Imagem ilustrativa da imagem PIB recua 0,6% e completa seis trimestres de queda



Rio de Janeiro – A economia brasileira seguiu em recessão no segundo trimestre deste ano, mas apresentou ligeiros sinais positivos na indústria e nos investimentos. O PIB (Produto Interno Bruto), medida da produção e da renda do País, teve queda de 0,6% no segundo trimestre quando comparado aos três meses anteriores, para R$ 1,53 trilhão.

Os analistas consultados pela agência internacional Bloomberg previam uma queda de 0,5% do PIB, considerando o centro (mediana) das projeções, que variavam de queda de 0,9% a alta de 0,6%. Foi o sexto trimestre consecutivo de queda do PIB, a mais longa sequência pela atual série histórica das Contas Nacionais, do IBGE, iniciada no primeiro trimestre de 1996.

Pelos critérios do Comitê de Datação de Ciclos da FGV (Fundação Getulio Vargas), em parceria com o Conference Board, o atual ciclo de contração da atividade econômica foi iniciado há mais tempo, no segundo trimestre de 2014. A FGV considera um conjunto amplo de indicadores da economia, como o rendimento do trabalhador, não apenas o PIB.

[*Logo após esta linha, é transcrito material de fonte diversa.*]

//! 渲染器模块
//!
//! `Renderer` 是逐帧循环的入口：持有渲染上下文、网格管线和相机，
//! 每帧先 `update` 再 `render`（清屏 → 网格绘制 → 呈现）。
//!
//! # 架构设计
//!
//! - `context`：设备与表面初始化、资源所有权链、按逆序销毁
//! - `sampler`：采样器过滤模式状态机
//! - `collaborators`：窗口、相机、网格、着色器采样器变量的窄接口
//! - 具体的图形 API 实现在 `gfx` 模块中

use std::fmt::Display;

use tracing::{info, warn};

pub mod collaborators;
pub mod context;
pub mod sampler;

pub use collaborators::{CameraController, MeshPipeline, ShaderSamplerVariable, WindowProvider};
pub use context::{InitError, InitStep, RenderContext};
pub use sampler::{FilteringMode, SamplerController, SamplerError};

use crate::core::config::Config;
use crate::core::scene::SceneConfig;
use crate::core::timer::FrameTimer;
use crate::gfx::api::GraphicsApi;
use crate::gfx::resource::PresentFlags;
use crate::math::utils::deg_to_rad;
use crate::math::{Color, Vector3};

/// 深度缓冲清除值
pub const CLEAR_DEPTH: f32 = 1.0;
/// 模板缓冲清除值
pub const CLEAR_STENCIL: u8 = 0;

/// 逐帧渲染器
///
/// 字段顺序决定销毁顺序：先渲染上下文，再网格，最后相机。
pub struct Renderer<A, M, C>
where
    A: GraphicsApi,
    M: MeshPipeline<A>,
    C: CameraController,
{
    context: RenderContext<A>,
    mesh: Option<M>,
    camera: C,
    clear_color: Color,
    /// 模型旋转速度（度/秒）
    rotation_speed: f32,
}

impl<A, M, C> Renderer<A, M, C>
where
    A: GraphicsApi,
    M: MeshPipeline<A>,
    C: CameraController,
{
    /// 创建渲染器
    ///
    /// 依次：初始化渲染上下文 → 初始化相机 → 用借来的设备创建网格
    /// → 挂接采样器变量 → 创建初始（Point）采样器。
    /// 设备不存在或网格创建失败时，渲染器仍然可用，只是不绘制网格。
    pub fn new<W, F, E>(
        api: A,
        window: &W,
        config: &Config,
        scene: &SceneConfig,
        mut camera: C,
        create_mesh: F,
    ) -> Self
    where
        W: WindowProvider<Native = A::NativeWindow>,
        F: FnOnce(&A::Device) -> Result<M, E>,
        E: Display,
    {
        let mut context = RenderContext::new(api, window, &config.graphics);

        let (width, height) = window.pixel_size();
        let aspect = width as f32 / height.max(1) as f32;
        camera.initialize(aspect, scene.camera.fov, Vector3::from(scene.camera.position));

        let mesh = match context.device() {
            Some(device) => match create_mesh(device) {
                Ok(mesh) => Some(mesh),
                Err(e) => {
                    warn!("Failed to create mesh: {}", e);
                    None
                }
            },
            None => {
                warn!("No graphics device, skipping mesh creation");
                None
            }
        };

        if let Some(mesh) = &mesh {
            context.attach_sampler_variable(mesh.sampler_variable());
        }
        if let Err(e) = context.apply_filter_mode() {
            warn!("Initial sampler unavailable: {}", e);
        }

        Self {
            context,
            mesh,
            camera,
            clear_color: Color::from(config.graphics.clear_color),
            rotation_speed: scene.model.rotation_speed,
        }
    }

    /// 每帧更新：相机 → 模型旋转 → 视图投影矩阵
    pub fn update(&mut self, timer: &dyn FrameTimer) {
        self.camera.update(timer);

        if let Some(mesh) = self.mesh.as_mut() {
            mesh.rotate_y(deg_to_rad(self.rotation_speed) * timer.elapsed());
            mesh.set_matrix(&self.camera.view_projection());
        }
    }

    /// 绘制一帧
    ///
    /// 上下文未初始化时不发出任何 GPU 调用。
    pub fn render(&mut self) {
        if !self.context.is_initialized() {
            return;
        }

        self.context
            .clear(self.clear_color, CLEAR_DEPTH, CLEAR_STENCIL);

        if let (Some(mesh), Some(immediate)) =
            (self.mesh.as_ref(), self.context.immediate_context_mut())
        {
            mesh.render(immediate);
        }

        if let Err(e) = self.context.present(0, PresentFlags::NONE) {
            warn!("Present failed: {}", e);
        }
    }

    /// 切换采样器过滤模式，失败时保持原模式
    pub fn advance_filter_mode(&mut self) -> Result<FilteringMode, SamplerError<A::Error>> {
        let result = self.context.advance_filter_mode();
        if let Err(e) = &result {
            warn!("Filtering mode unchanged: {}", e);
        }
        result
    }

    pub fn is_initialized(&self) -> bool {
        self.context.is_initialized()
    }

    pub fn filtering_mode(&self) -> FilteringMode {
        self.context.filtering_mode()
    }

    pub fn context(&self) -> &RenderContext<A> {
        &self.context
    }

    pub fn mesh(&self) -> Option<&M> {
        self.mesh.as_ref()
    }

    pub fn camera(&self) -> &C {
        &self.camera
    }
}

impl<A, M, C> Drop for Renderer<A, M, C>
where
    A: GraphicsApi,
    M: MeshPipeline<A>,
    C: CameraController,
{
    fn drop(&mut self) {
        info!("Shutting down renderer");
    }
}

Por este critério, são agora nove trimestres de recessão, a mais longa sequência desde a contração verificada entre o terceiro trimestre de 1989 e o primeiro trimestre de 1992, nos governos de José Sarney (1985-1989) e de Fernando Collor (1990-1992). A recessão do início da década de 1990 durou 11 trimestres. "Os investimentos e a indústria mudaram o comportamento, mas não afetaram tanto por causa do peso dos serviços, que representam 72% do PIB", diz Rebeca Palis, gerente de Contas Nacionais, do IBGE.

SINAIS MELHORES
Os sinais positivos apareceram na indústria e nos investimentos, que, após vários trimestres em queda, apresentaram um leve avanço na passagem do trimestre. O consumo das famílias e o setor de serviços continuam pesando negativamente no resultado.

Pelo lado da oferta, o PIB da indústria cresceu 0,3% de abril a junho em relação ao primeiro trimestre do ano, após cinco trimestres consecutivos de contração. Os destaques foram as indústrias extrativas e de eletricidade, que cresceram 0,7% e 1,1%, respectivamente.

No período de abril a junho, houve uma melhora no humor dos empresários, que anteviram na possível saída de Dilma Rousseff da Presidência o fim do impasse político que paralisou a economia. Dilma foi afastada temporariamente da Presidência em 12 de maio.

Com o desemprego nas alturas, salários reais em queda e endividamento elevado, as famílias cortaram ainda mais seus gastos de abril a junho deste ano. Divulgado ontem pelo IBGE, o PIB mostrou queda de 0,7% no consumo das famílias no segundo trimestre ante os três primeiros meses do ano.

Na comparação com o segundo trimestre de 2015, o consumo registrou uma queda de 5%. O consumo das famílias é o principal componente do PIB pelo lado da demanda e foi o motor do crescimento econômico brasileiro na década passada, período marcado pela ascensão da renda e a formalização do emprego.